The European Medicines Agency (EMA) assured this Friday that any authorization for vaccines against COVID-19 will have “all safeguards and controls” in place and that the assessment will continue after it is put into use.

In a public internet panel, several experts from the agency reinforced the idea that the speed with which the various vaccines under analysis were developed did not compromise neither the guarantees of efficacy or safety that would be possible in a normal vaccine development process.

According to Lusa, the director of the Vaccination Strategy and Biological Sanitary Threats department, Marco Cavaleri, said that the process of creating, clinical trials and approving the use of a vaccine takes an average of five to ten years, but that “unprecedented” novelty in relation to vaccines for COVID-19 was that the steps “were taken with the same rigor, with everything more compressed, in parallel and without intervals”.

That is what allowed “to see a vaccine developed in months instead of years, without cutting steps, with the same amount of information available and the same regulatory standards”.

The head of the Clinical Studies department, Fergus Sweeney, said that the evaluation process by the agency was done “in less time, but without generally reducing the size or rigor of the scientific evaluation and data” provided by the manufacturers to the EMA.

This also contributed to the unprecedented number of experts gathered in evaluation committees, which were divided to carry out, on the one hand, the medical evaluation of the candidate vaccines and, on the other, to assess their risks and safety.

Fergus Sweeney said the format of conditional marketing authorization that the European agency could grant guarantees that “all safeguards and controls are working” and that manufacturing companies are “legally obliged” to continue studies on the application of the vaccine .

This authorization is foreseen for emergency public health situations and can be withdrawn if manufacturers do not meet any of the requirements or if there are problems with the vaccine.

The control mechanisms that will continue to be applied even after the mass vaccination of the population begins include “a robust monitoring plan”, recurrent controls of several vaccine batches as they become available, specific vaccination plans for children, specific studies covering the most vulnerable populations such as pregnant women or heart patients.

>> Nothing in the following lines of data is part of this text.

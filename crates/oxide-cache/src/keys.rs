//! Cache key validation utilities.

use oxide_core::cache::{CacheKey, MAX_KEY_COUNT, MAX_KEY_LENGTH};
use oxide_core::{Error, Result};
use tracing::debug;

/// Validate and normalize a priority-ordered key list.
///
/// Keys longer than [`MAX_KEY_LENGTH`] characters are truncated rather than
/// rejected. Order is preserved.
pub fn validate_keys<S: AsRef<str>>(keys: &[S]) -> Result<Vec<CacheKey>> {
    if keys.is_empty() {
        return Err(Error::NoKeysProvided);
    }
    if keys.len() > MAX_KEY_COUNT {
        return Err(Error::TooManyKeys {
            max: MAX_KEY_COUNT,
            provided: keys.len(),
        });
    }

    let mut validated = Vec::with_capacity(keys.len());
    for key in keys {
        let key = key.as_ref();
        if key.contains(',') {
            return Err(Error::InvalidKey(key.to_string()));
        }
        validated.push(CacheKey::new_unchecked(truncate_key(key)));
    }

    Ok(validated)
}

/// Truncate a key to [`MAX_KEY_LENGTH`] characters.
pub fn truncate_key(key: &str) -> &str {
    match key.char_indices().nth(MAX_KEY_LENGTH) {
        Some((end, _)) => {
            debug!(original_len = key.chars().count(), "Truncating cache key");
            &key[..end]
        }
        None => key,
    }
}

/// Split a newline-separated key block into individual keys.
///
/// Blank lines are skipped and surrounding whitespace trimmed. Commas are
/// kept so that validation can reject them.
pub fn parse_key_list(input: &str) -> Vec<String> {
    input
        .lines()
        .map(str::trim)
        .filter(|line| !line.is_empty())
        .map(str::to_string)
        .collect()
}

The director of the data analysis department, Peter Arlett, indicated that even after vaccination begins, there will be “a strong pharmacological surveillance mechanism” in place and that “safety will not be compromised” in the event of adverse effects.

“Vaccines will only be approved if the benefits outweigh the risks”, he guaranteed, at the same time that at European level and national regulators “additional resources” are being added to closely monitor the application of the vaccines and evaluate any new data.

Under special attention will be the adverse effects of vaccines, the totality of which will only be known with time and application, and Arlett said that there is a network that includes doctors, regulators, manufacturers to share information, as well as the citizens themselves, which he encouraged to report. any adverse effects to health authorities.

He stressed that “since millions of people will be vaccinated in a short period of time, many will have symptoms of illness” close to the vaccine intake, so they may be reported as adverse effects, but they will only be a temporal coincidence.

Currently, the EMA has two mRNA vaccines (those from Pfizer / BioNtech and Moderna), which give the human body a genetic instruction to create an immune response to the new coronavirus and two viral vector (AstraZeneca). / University of Oxford and Jannsen), which use inert viruses to stimulate the body to develop immunity.